Je suis aux côtés des familles des victimes, je partage leur douleur.
Crise périscolaire dans les écoles parisiennes
La plainte pénale fait suite à des signalements d'abus sexuels commis par des membres du personnel périscolaire contre des élèves du primaire dans toute la capitale. La controverse a pris de l'ampleur au printemps 2025 lorsque de nouvelles allégations ont émergé dans des écoles situées dans les 7e, 11e et 15e arrondissements. Alors que des représentants municipaux tenaient des réunions d'information avec les parents dans les établissements concernés, Hidalgo n'a assisté à aucune de ces séances. Elle a reconnu comprendre le sentiment d'abandon ressenti par les parents et a exprimé des regrets de ne pas avoir participé en personne à ces réunions.
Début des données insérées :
//! Tile encode/decode round trips

use j2k_core::jpeg2000::bit_plane_coder::CodingOptions;
use j2k_core::jpeg2000::codeblock::{CodeBlockSize, PrecinctSizes};
use j2k_core::jpeg2000::component_transform::ComponentTransform;
use j2k_core::jpeg2000::mq_coder::Termination;
use j2k_core::jpeg2000::packet::ProgressionOrder;
use j2k_core::{
    CodecContext, ComponentInfo, DataBlock, EncoderSpecs, J2kError, TileInput, decode_tile, decode_tiles,
    encode_tile, encode_tiles,
};
use rand::rngs::StdRng;
use rand::{Rng, SeedableRng};

fn gray(bit_depth: u8) -> Vec<ComponentInfo> {
    vec![ComponentInfo::new(bit_depth, false).unwrap()]
}

fn noise(rng: &mut StdRng, ulx: u32, uly: u32, w: u32, h: u32, bit_depth: u8) -> DataBlock<i32> {
    let max = (1i32 << bit_depth) - 1;
    let data = (0..w * h).map(|_| rng.random_range(0..=max)).collect();
    DataBlock::from_vec(ulx, uly, w, h, data).unwrap()
}

fn gradient(ulx: u32, uly: u32, w: u32, h: u32) -> DataBlock<i32> {
    let data = (0..h)
        .flat_map(|y| (0..w).map(move |x| ((x * 3 + y * 2) % 256) as i32))
        .collect();
    DataBlock::from_vec(ulx, uly, w, h, data).unwrap()
}

fn roundtrip(specs: &EncoderSpecs, input: &TileInput) -> Vec<DataBlock<i32>> {
    let ctx = CodecContext::new("roundtrip");
    let encoded = encode_tile(input, specs, &ctx).unwrap();
    let dec = specs.decoder_specs().unwrap();
    decode_tile(&dec, &encoded.geometry, &encoded.packets, &ctx).unwrap()
}

fn assert_same(a: &DataBlock<i32>, b: &DataBlock<i32>) {
    assert_eq!((a.ulx, a.uly, a.w, a.h), (b.ulx, b.uly, b.w, b.h));
    for y in 0..a.h {
        assert_eq!(a.row(y), b.row(y), "row {}", y);
    }
}

#[test]
fn test_lossless_sizes_and_phases() {
    let mut rng = StdRng::seed_from_u64(7);
    for &(ulx, uly, w, h) in &[
        (0u32, 0u32, 1u32, 1u32),
        (1, 1, 1, 1),
        (0, 0, 1, 9),
        (3, 0, 7, 1),
        (0, 0, 5, 3),
        (1, 2, 16, 16),
        (5, 7, 33, 17),
        (0, 0, 64, 64),
    ] {
        let mut specs = EncoderSpecs::new(1, gray(8)).unwrap();
        specs.levels.set_default(3);
        specs.code_block_size.set_default(CodeBlockSize::new(16, 16).unwrap());
        let input = TileInput {
            index: 0,
            components: vec![noise(&mut rng, ulx, uly, w, h, 8)],
        };
        let out = roundtrip(&specs, &input);
        assert_same(&out[0], &input.components[0]);
    }
}

#[test]
fn test_lossless_every_coding_option() {
    let mut rng = StdRng::seed_from_u64(11);
    let input = TileInput {
        index: 0,
        components: vec![noise(&mut rng, 2, 1, 24, 20, 10)],
    };
    for bits in 0..32u32 {
        for termination in [
            Termination::NearOptimal,
            Termination::Easy,
            Termination::Predict,
            Termination::Full,
        ] {
            let options = CodingOptions {
                bypass: bits & 1 != 0,
                reset_contexts: bits & 2 != 0,
                terminate_each_pass: bits & 4 != 0,
                causal: bits & 8 != 0,
                segmentation_symbols: bits & 16 != 0,
                termination,
            };
            let mut specs = EncoderSpecs::new(1, gray(10)).unwrap();
            specs.levels.set_default(2);
            specs.code_block_size.set_default(CodeBlockSize::new(8, 8).unwrap());
            specs.coding_options.set_default(options);
            let out = roundtrip(&specs, &input);
            assert_same(&out[0], &input.components[0]);
        }
    }
}

#[test]
fn test_lossless_signed_and_deep_samples() {
    let mut rng = StdRng::seed_from_u64(3);
    let components = vec![
        ComponentInfo::new(12, true).unwrap(),
        ComponentInfo::new(16, false).unwrap(),
        ComponentInfo::new(1, false).unwrap(),
    ];
    let signed: Vec<i32> = (0..20 * 12).map(|_| rng.random_range(-2048..2048)).collect();
    let input = TileInput {
        index: 0,
        components: vec![
            DataBlock::from_vec(0, 0, 20, 12, signed).unwrap(),
            noise(&mut rng, 0, 0, 20, 12, 16),
            noise(&mut rng, 0, 0, 20, 12, 1),
        ],
    };
    let specs = EncoderSpecs::new(1, components).unwrap();
    let out = roundtrip(&specs, &input);
    for (a, b) in out.iter().zip(&input.components) {
        assert_same(a, b);
    }
}

#[test]
fn test_lossless_rct() {
    let mut rng = StdRng::seed_from_u64(5);
    let components: Vec<ComponentInfo> = (0..3).map(|_| ComponentInfo::new(8, false).unwrap()).collect();
    let input = TileInput {
        index: 0,
        components: (0..3).map(|_| noise(&mut rng, 4, 4, 30, 22, 8)).collect(),
    };
    let mut specs = EncoderSpecs::new(1, components).unwrap();
    specs.component_transform.set_default(ComponentTransform::Reversible);
    specs.levels.set_default(4);
    let out = roundtrip(&specs, &input);
    for (a, b) in out.iter().zip(&input.components) {
        assert_same(a, b);
    }
}

fn psnr(a: &DataBlock<i32>, b: &DataBlock<i32>, peak: f64) -> f64 {
    let mut sum = 0f64;
    for y in 0..a.h {
        for (x, y2) in a.row(y).iter().zip(b.row(y)) {
            let d = f64::from(x - y2);
            sum += d * d;
        }
    }
    let mse = sum / f64::from(a.w * a.h);
    if mse == 0.0 {
        f64::INFINITY
    } else {
        10.0 * (peak * peak / mse).log10()
    }
}

#[test]
fn test_lossy_within_bounds() {
    let input = TileInput {
        index: 0,
        components: vec![gradient(0, 0, 48, 40)],
    };
    let mut specs = EncoderSpecs::lossy(1, gray(8)).unwrap();
    specs.levels.set_default(3);
    let out = roundtrip(&specs, &input);
    let quality = psnr(&out[0], &input.components[0], 255.0);
    assert!(quality > 35.0, "PSNR {}", quality);
    let (min, max) = out[0].data.iter().fold((i32::MAX, i32::MIN), |(lo, hi), &v| (lo.min(v), hi.max(v)));
    assert!(min >= 0 && max <= 255);
}

#[test]
fn test_lossy_ict_and_derived_quantization() {
    let components: Vec<ComponentInfo> = (0..3).map(|_| ComponentInfo::new(8, false).unwrap()).collect();
    let input = TileInput {
        index: 0,
        components: (0..3u32)
            .map(|k| gradient(0, 0, 32, 32).map(|v| (v + 40 * k as i32) % 256))
            .collect(),
    };
    let mut specs = EncoderSpecs::lossy(1, components).unwrap();
    specs.component_transform.set_default(ComponentTransform::Irreversible);
    specs.quant_type.set_default(j2k_core::jpeg2000::quantization::QuantizationType::Derived);
    specs.levels.set_default(2);
    let out = roundtrip(&specs, &input);
    for (a, b) in out.iter().zip(&input.components) {
        let quality = psnr(a, b, 255.0);
        assert!(quality > 30.0, "PSNR {}", quality);
    }
}

#[test]
fn test_every_progression_order() {
    let mut rng = StdRng::seed_from_u64(13);
    let components: Vec<ComponentInfo> = (0..2).map(|_| ComponentInfo::new(8, false).unwrap()).collect();
    let input = TileInput {
        index: 0,
        components: (0..2).map(|_| noise(&mut rng, 0, 0, 40, 36, 8)).collect(),
    };
    let mut sequences = Vec::new();
    for order in [
        ProgressionOrder::Lrcp,
        ProgressionOrder::Rlcp,
        ProgressionOrder::Rpcl,
        ProgressionOrder::Pcrl,
        ProgressionOrder::Cprl,
    ] {
        let mut specs = EncoderSpecs::new(1, components.clone()).unwrap();
        specs.levels.set_default(2);
        specs.precinct_sizes.set_default(PrecinctSizes::new(vec![(4, 4), (5, 5)]).unwrap());
        specs.code_block_size.set_default(CodeBlockSize::new(8, 8).unwrap());
        specs.progression.set_default(order);
        specs.layers.set_default(vec![
            j2k_core::jpeg2000::rate_allocator::LayerSpec::bytes(600, true),
            j2k_core::jpeg2000::rate_allocator::LayerSpec::unbounded(),
        ]);
        let ctx = CodecContext::default();
        let encoded = encode_tile(&input, &specs, &ctx).unwrap();
        let out = decode_tile(&specs.decoder_specs().unwrap(), &encoded.geometry, &encoded.packets, &ctx).unwrap();
        for (a, b) in out.iter().zip(&input.components) {
            assert_same(a, b);
        }
        sequences.push(encoded.packets.iter().map(|p| p.id).collect::<Vec<_>>());
    }
    for k in 1..sequences.len() {
        assert_eq!(sequences[k].len(), sequences[0].len());
        assert_ne!(sequences[k], sequences[0]);
    }
}

#[test]
fn test_tiles_are_independent() {
    let mut rng = StdRng::seed_from_u64(17);
    let inputs: Vec<TileInput> = (0..4)
        .map(|t| TileInput {
            index: t,
            components: vec![noise(&mut rng, (t as u32 % 2) * 16, (t as u32 / 2) * 16, 16, 16, 8)],
        })
        .collect();
    let specs = EncoderSpecs::new(4, gray(8)).unwrap();
    let ctx = CodecContext::new("tiles");
    let encoded = encode_tiles(&inputs, &specs, &ctx).unwrap();
    assert_eq!(encoded.len(), 4);

    let mut streams: Vec<_> = encoded.iter().map(|e| (e.geometry.clone(), e.packets.clone())).collect();
    streams[2].1[0].header.clear();
    let results = decode_tiles(&specs.decoder_specs().unwrap(), &streams, &ctx);
    for (t, result) in results.iter().enumerate() {
        if t == 2 {
            assert_eq!(result.as_ref().unwrap_err(), &J2kError::NeedMoreData);
        } else {
            assert_same(&result.as_ref().unwrap()[0], &inputs[t].components[0]);
        }
    }
}

#[test]
fn test_packets_out_of_order_are_rejected() {
    let mut rng = StdRng::seed_from_u64(19);
    let input = TileInput {
        index: 0,
        components: vec![noise(&mut rng, 0, 0, 32, 32, 8)],
    };
    let mut specs = EncoderSpecs::new(1, gray(8)).unwrap();
    specs.levels.set_default(2);
    let ctx = CodecContext::default();
    let encoded = encode_tile(&input, &specs, &ctx).unwrap();
    let mut packets = encoded.packets.clone();
    packets.swap(0, 1);
    let err = decode_tile(&specs.decoder_specs().unwrap(), &encoded.geometry, &packets, &ctx).unwrap_err();
    assert!(matches!(err, J2kError::PacketOutOfOrder { .. }));
}

#[test]
fn test_truncated_packet_sequence_still_decodes() {
    let input = TileInput {
        index: 0,
        components: vec![gradient(0, 0, 32, 32)],
    };
    let mut specs = EncoderSpecs::new(1, gray(8)).unwrap();
    specs.levels.set_default(2);
    specs.layers.set_default(vec![
        j2k_core::jpeg2000::rate_allocator::LayerSpec::bytes(200, true),
        j2k_core::jpeg2000::rate_allocator::LayerSpec::unbounded(),
    ]);
    let ctx = CodecContext::default();
    let encoded = encode_tile(&input, &specs, &ctx).unwrap();
    let first_layer: Vec<_> = encoded
        .packets
        .iter()
        .take_while(|p| p.id.is_some_and(|id| id.layer == 0))
        .cloned()
        .collect();
    let out = decode_tile(&specs.decoder_specs().unwrap(), &encoded.geometry, &first_layer, &ctx).unwrap();
    assert_eq!((out[0].w, out[0].h), (32, 32));
    assert!(out[0].data.iter().all(|&v| (0..=255).contains(&v)));
}

#[test]
fn test_configuration_errors_before_pixel_work() {
    let input = TileInput {
        index: 0,
        components: vec![DataBlock::from_vec(0, 0, 2, 1, vec![0, 256]).unwrap()],
    };
    let specs = EncoderSpecs::new(1, gray(8)).unwrap();
    let ctx = CodecContext::default();
    assert_eq!(
        encode_tile(&input, &specs, &ctx).unwrap_err(),
        J2kError::SampleOutOfRange {
            component: 0,
            value: 256,
            bit_depth: 8
        }
    );

    let wrong_tile = TileInput {
        index: 1,
        components: vec![gradient(0, 0, 4, 4)],
    };
    assert_eq!(encode_tile(&wrong_tile, &specs, &ctx).unwrap_err(), J2kError::InvalidTileIndex(1));

    let mut deep = EncoderSpecs::new(1, gray(8)).unwrap();
    deep.levels.set_default(40);
    assert!(encode_tiles(&[input], &deep, &ctx).is_err());

    let mut tiny = EncoderSpecs::lossy(1, gray(8)).unwrap();
    tiny.base_step.set_default(1e-12);
    assert!(matches!(tiny.validate(), Err(J2kError::InvalidBaseStep(_))));
    let smooth = TileInput {
        index: 0,
        components: vec![gradient(0, 0, 16, 16)],
    };
    assert!(matches!(encode_tile(&smooth, &tiny, &ctx), Err(J2kError::InvalidBaseStep(_))));
}

#[test]
fn test_random_configurations() {
    let mut rng = StdRng::seed_from_u64(2024);
    for _ in 0..12 {
        let w = rng.random_range(1..40);
        let h = rng.random_range(1..40);
        let bit_depth = rng.random_range(2..=12);
        let mut specs = EncoderSpecs::new(1, gray(bit_depth)).unwrap();
        specs.levels.set_default(rng.random_range(0..=4));
        let cb = 1u32 << rng.random_range(2..=5);
        specs.code_block_size.set_default(CodeBlockSize::new(cb, cb).unwrap());
        specs.coding_options.set_default(CodingOptions {
            bypass: rng.random_bool(0.5),
            reset_contexts: rng.random_bool(0.5),
            terminate_each_pass: rng.random_bool(0.3),
            causal: rng.random_bool(0.5),
            segmentation_symbols: rng.random_bool(0.5),
            termination: [Termination::NearOptimal, Termination::Easy, Termination::Predict, Termination::Full]
                [rng.random_range(0..4)],
        });
        let ulx = rng.random_range(0..5);
        let uly = rng.random_range(0..5);
        let input = TileInput {
            index: 0,
            components: vec![noise(&mut rng, ulx, uly, w, h, bit_depth)],
        };
        let out = roundtrip(&specs, &input);
        assert_same(&out[0], &input.components[0]);
    }
}
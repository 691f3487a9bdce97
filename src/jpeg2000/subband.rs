//! Subband decomposition tree of a tile-component.
//!
//! The tree is stored as an arena: nodes refer to their parent and children by
//! index. The root covers the whole tile-component. Each split produces the
//! four children LL, HL, LH and HH laid out in place (Mallat layout), so the
//! leaves partition the tile-component buffer exactly.

use crate::jpeg2000::dwt::{FilterKind, low_count};
use num_enum::{IntoPrimitive, TryFromPrimitive};

/// Subband orientation. HL is high-pass horizontally and low-pass vertically.
#[derive(Debug, Clone, Copy, PartialEq, Eq, Hash, TryFromPrimitive, IntoPrimitive)]
#[repr(u8)]
pub enum Orientation {
    LL = 0,
    HL = 1,
    LH = 2,
    HH = 3,
}

impl Orientation {
    /// log2 of the nominal range gain of the band.
    pub fn gain_bits(self) -> u8 {
        match self {
            Orientation::LL => 0,
            Orientation::HL | Orientation::LH => 1,
            Orientation::HH => 2,
        }
    }

    pub fn is_horizontal_high(self) -> bool {
        matches!(self, Orientation::HL | Orientation::HH)
    }

    pub fn is_vertical_high(self) -> bool {
        matches!(self, Orientation::LH | Orientation::HH)
    }
}

/// A node of the decomposition tree.
#[derive(Debug, Clone, PartialEq)]
pub struct Subband {
    pub orientation: Orientation,
    /// Resolution level the band contributes to (0 is the lowest).
    pub resolution: u8,
    /// Index in the global subband numbering: a node `i` splits into
    /// `4i` (LL), `4i+1` (HL), `4i+2` (LH) and `4i+3` (HH).
    pub index: u8,
    /// Number of decomposition levels applied to obtain this band.
    pub level: u8,
    /// Position of the band in the tile-component buffer.
    pub ulx: u32,
    pub uly: u32,
    pub w: u32,
    pub h: u32,
    /// Position of the band on its own canvas; the parity picks the lifting phase.
    pub ulcx: u32,
    pub ulcy: u32,
    /// L2 norm of the 2-D synthesis basis function.
    pub l2_norm: f64,
    pub parent: Option<usize>,
    /// LL, HL, LH and HH children of a split node.
    pub children: Option<[usize; 4]>,
}

impl Subband {
    pub fn is_leaf(&self) -> bool {
        self.children.is_none()
    }

    pub fn gain_bits(&self) -> u8 {
        self.orientation.gain_bits()
    }

    pub fn area(&self) -> u64 {
        u64::from(self.w) * u64::from(self.h)
    }

    #[inline]
    pub fn first_high_x(&self) -> bool {
        self.ulcx % 2 == 1
    }

    #[inline]
    pub fn first_high_y(&self) -> bool {
        self.ulcy % 2 == 1
    }
}

/// Dyadic decomposition tree in arena form.
#[derive(Debug, Clone, PartialEq)]
pub struct SubbandTree {
    nodes: Vec<Subband>,
    levels: u8,
    filter: FilterKind,
}

impl SubbandTree {
    /// Builds the tree of a `w x h` tile-component whose upper-left sample sits
    /// at canvas position `(ulcx, ulcy)`.
    pub fn new(ulcx: u32, ulcy: u32, w: u32, h: u32, levels: u8, filter: FilterKind) -> Self {
        let mut tree = Self {
            nodes: vec![Subband {
                orientation: Orientation::LL,
                resolution: levels,
                index: 0,
                level: 0,
                ulx: 0,
                uly: 0,
                w,
                h,
                ulcx,
                ulcy,
                l2_norm: 1.0,
                parent: None,
                children: None,
            }],
            levels,
            filter,
        };
        let mut current = 0;
        for _ in 0..levels {
            current = tree.split(current);
        }
        tree
    }

    // Splits node `i` and returns the index of its LL child.
    fn split(&mut self, i: usize) -> usize {
        let parent = self.nodes[i].clone();
        let w_low = low_count(parent.w as usize, parent.first_high_x()) as u32;
        let h_low = low_count(parent.h as usize, parent.first_high_y()) as u32;
        let level = parent.level + 1;
        let base = self.nodes.len();

        let mut children = [0usize; 4];
        for (k, orientation) in [
            Orientation::LL,
            Orientation::HL,
            Orientation::LH,
            Orientation::HH,
        ]
        .into_iter()
        .enumerate()
        {
            let x_high = orientation.is_horizontal_high();
            let y_high = orientation.is_vertical_high();
            let (ulx, w, ulcx) = if x_high {
                (parent.ulx + w_low, parent.w - w_low, parent.ulcx / 2)
            } else {
                (parent.ulx, w_low, parent.ulcx.div_ceil(2))
            };
            let (uly, h, ulcy) = if y_high {
                (parent.uly + h_low, parent.h - h_low, parent.ulcy / 2)
            } else {
                (parent.uly, h_low, parent.ulcy.div_ceil(2))
            };
            let resolution = if orientation == Orientation::LL {
                parent.resolution - 1
            } else {
                parent.resolution
            };
            let l2_norm = self.filter.basis_norm(level, x_high) * self.filter.basis_norm(level, y_high);
            self.nodes.push(Subband {
                orientation,
                resolution,
                index: parent.index.wrapping_mul(4) + u8::from(orientation),
                level,
                ulx,
                uly,
                w,
                h,
                ulcx,
                ulcy,
                l2_norm,
                parent: Some(i),
                children: None,
            });
            children[k] = base + k;
        }
        self.nodes[i].children = Some(children);
        base
    }

    pub fn num_levels(&self) -> u8 {
        self.levels
    }

    pub fn filter(&self) -> FilterKind {
        self.filter
    }

    pub fn root(&self) -> &Subband {
        &self.nodes[0]
    }

    pub fn node(&self, i: usize) -> &Subband {
        &self.nodes[i]
    }

    pub fn nodes(&self) -> &[Subband] {
        &self.nodes
    }

    /// Split nodes from the full resolution down to the last LL split.
    pub fn split_nodes(&self) -> Vec<usize> {
        (0..self.nodes.len())
            .filter(|&i| !self.nodes[i].is_leaf())
            .collect()
    }

    /// Leaf indices ordered by resolution, then LL, HL, LH, HH.
    pub fn leaves(&self) -> Vec<usize> {
        let mut leaves: Vec<usize> = (0..self.nodes.len())
            .filter(|&i| self.nodes[i].is_leaf())
            .collect();
        leaves.sort_by_key(|&i| (self.nodes[i].resolution, u8::from(self.nodes[i].orientation)));
        leaves
    }

    /// Leaves contributing to resolution `r`: the LL band for 0, HL/LH/HH otherwise.
    pub fn resolution_subbands(&self, r: u8) -> Vec<usize> {
        self.leaves()
            .into_iter()
            .filter(|&i| self.nodes[i].resolution == r)
            .collect()
    }

    pub fn find(&self, resolution: u8, orientation: Orientation) -> Option<usize> {
        (0..self.nodes.len()).find(|&i| {
            let n = &self.nodes[i];
            n.is_leaf() && n.resolution == resolution && n.orientation == orientation
        })
    }

    /// The LL node whose area is the image reconstructed at resolution `r`.
    pub fn resolution_node(&self, r: u8) -> Option<&Subband> {
        self.nodes
            .iter()
            .find(|n| n.orientation == Orientation::LL && n.resolution == r)
    }
}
Elle a déclaré que la mairie travaillait simultanément à structurer une réponse institutionnelle alors qu'elle était engagée dans une campagne électorale municipale complexe.
En tant que maire de Paris, savoir que malgré tous les processus, tout ce que nous avons mis en place, tout ce que nous avons fait pour soutenir les victimes qui parlaient, des prédateurs ont glissé à travers les mailles du filet et ont agressé sexuellement des enfants, c'est une blessure et une douleur.
Procédures de filtrage et audit de 2015
Hidalgo a défendu les mécanismes de prévention mis en place sous son administration, rejetant les allégations selon lesquelles les autorités municipales auraient ignoré les recommandations internes. Lorsque les premiers signalements d'abus ont émergé en 2015, l'Inspection générale de la ville de Paris a mené un examen interne à sa demande directe. Elle a écarté les affirmations selon lesquelles les conclusions du rapport de 2015 auraient été ignorées, qualifiant ces affirmations de totalement fausses. Selon Hidalgo, la ville a conclu un accord avec le procureur de la République en 2015 pour donner aux services municipaux accès aux registres officiels des délinquants sexuels. Elle a déclaré que la municipalité a ensuite maintenu trois filtres distincts pour le criblage et le recrutement des animateurs périscolaires.
- L'Inspection générale de la ville examine les services périscolaires et obtient l'accès au registre des délinquants sexuels.
- De nouveaux signalements d'abus émergent dans les écoles parisiennes des 7e, 11e et 15e arrondissements.
- Hidalgo nie toute faute pénale sur France Inter après une plainte de 15 familles.
- Hidalgo doit comparaître devant une commission d'enquête du Sénat.
Enquête sénatoriale et responsabilité juridique
Le scandale périscolaire passera au niveau législatif national la semaine prochaine lorsque Hidalgo comparaîtra devant une commission d'enquête du Sénat. Son successeur, Emmanuel Grégoire, qui a été son premier adjoint au maire pendant son mandat, reste cité à ses côtés dans l'action en justice. Hidalgo n'a présenté ni excuses ni mea culpa formel lors de l'entretien, affirmant qu'elle avait répondu aux lettres des parents et agi pour protéger les enfants durant ses 12 années au pouvoir. Elle a déclaré que la responsabilité nécessite un examen strict des faits administratifs plutôt qu'une exploitation politique de la souffrance des victimes.
Les familles n'ont pas besoin d'une instrumentalisation de leur douleur, elles ont besoin de vérité.